50 Sur leplan phonétique, les marques sont similaires dans la mesure où la marque antérieure sera désignée par le terme «CAPRICE», comprenant le seul élément verbal de cette marque, tandis que ce même élément sera prononcé au milieu d’une longue ligne d’autres éléments, à savoir «FRIPAN VIENNOISERIE PUR BEURRE», à condition que les consommateurs prononcent les éléments verbaux dans les marques dans leur ensemble. Toutefois, il est bien plus probable que les consommateurs prononceront uniquement les éléments dominants sur le plan visuel, à savoir «CAPRICE» de la marque antérieure et «FRIPAN» de la marque contestée. Dans le premier cas, les marques sont faiblement similaires sur le plan phonétique, dans le second cas, elles sont différentes sur le plan phonétique [voir 08/08/2018, R 493/2018-5, FRIPAN VIENNOISERIE
CAPRICE PUR BEURRE (fig.)/Caprice (fig.), § 52 et jurisprudence citée].
51 Sur le plan conceptuel, aucun des signes n’a de signification pour le public du territoire pertinent. Étant donné qu’une comparaison conceptuelle n’est pas possible, l’aspect conceptuel n’a pas d’incidence sur l’appréciation de la similitude des signes.
52 En cequi concerne la comparaison des signes, la division d’annulation a également rappelé à juste titre qu’une similitude limitée entre les marques a également été constatée par la chambre de recours dans le cadre de la procédure d’opposition antérieure et que cette conclusion a été confirmée par le Tribunal (17/10/2019, T-628/18, Caprice, EU:T:2019:750, § 38). Dans cette procédure, la marque antérieure était d’ailleurs figurative, ce qui a joué un rôle dans l’amoindrissement du niveau global de similitude entre lesdites marques.

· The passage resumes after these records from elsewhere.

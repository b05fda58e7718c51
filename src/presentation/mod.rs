//! Presentation layer handling terminal UI and user input.
//!
//! This module renders the calculator form and results with ratatui and
//! maps crossterm key events onto application state changes.

pub mod ui;
pub mod input;

pub use ui::*;
pub use input::*;
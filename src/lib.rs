//! seqcalc - Sequence Calculator Library
//!
//! Evaluates a formula `a_k` over an integer range `[m, n]`, producing the
//! terms of the sequence, their sum and their product, with a terminal
//! front end built in Rust.

pub mod domain;
pub mod application;
pub mod infrastructure;
pub mod presentation;

pub use domain::*;
pub use application::*;
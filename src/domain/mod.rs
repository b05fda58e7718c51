//! Domain layer: formula parsing and sequence evaluation.

pub mod errors;
pub mod functions;
pub mod models;
pub mod parser;
pub mod services;

pub use errors::*;
pub use functions::{Arity, Constant, Function};
pub use models::*;
pub use parser::{normalize_caret, substitute_display, Expr, ParsedExpression, FREE_VARIABLE};
pub use services::*;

Tel n’est pas le cas en l’espèce où la marque antérieure ne contient pas d’autres éléments en plus du mot «CAPRICE» (dans deux alphabets).
53 À la lumière de ce qui précède, le seul argument de la titulaire de la marque de l’Union européenne selon lequel l’article 8, paragraphe 5, du règlement (CE) no 207/2009 ne s’applique pas parce que les marques sont différentes ne saurait être retenu, en particulier en ce qui concerne la comparaison visuelle.
54 Bien que la titulaire de la marque de l’Union européenne n’ait présenté devant l’Office aucun autre argument que la prétendue dissemblance des signes quant à la raison pour laquelle l’article 8, paragraphe 5, du règlement (CE) no 207/2009 ne devrait pas s’appliquer, la chambre de recours est néanmoins tenue de procéder à une appréciation complète de ce motif invoqué. Toutefois, en l’absence d’arguments spécifiques sur les autres facteurs pertinents pour l’applicabilité de l’article 8, paragraphe 5, du règlement (CE) no 207/2007, la chambre de recours peut légalement faire siens les motifs d’une décision prise par la division d’annulation, lesquels font donc partie intégrante de la motivation de sa propre décision (13/09/2010, T-292/08, Often, EU:T:2010:399, § 47-49 et jurisprudence citée (15/03/2006, T-31/04, euroMASTER, EU:T:2006:81, § 55).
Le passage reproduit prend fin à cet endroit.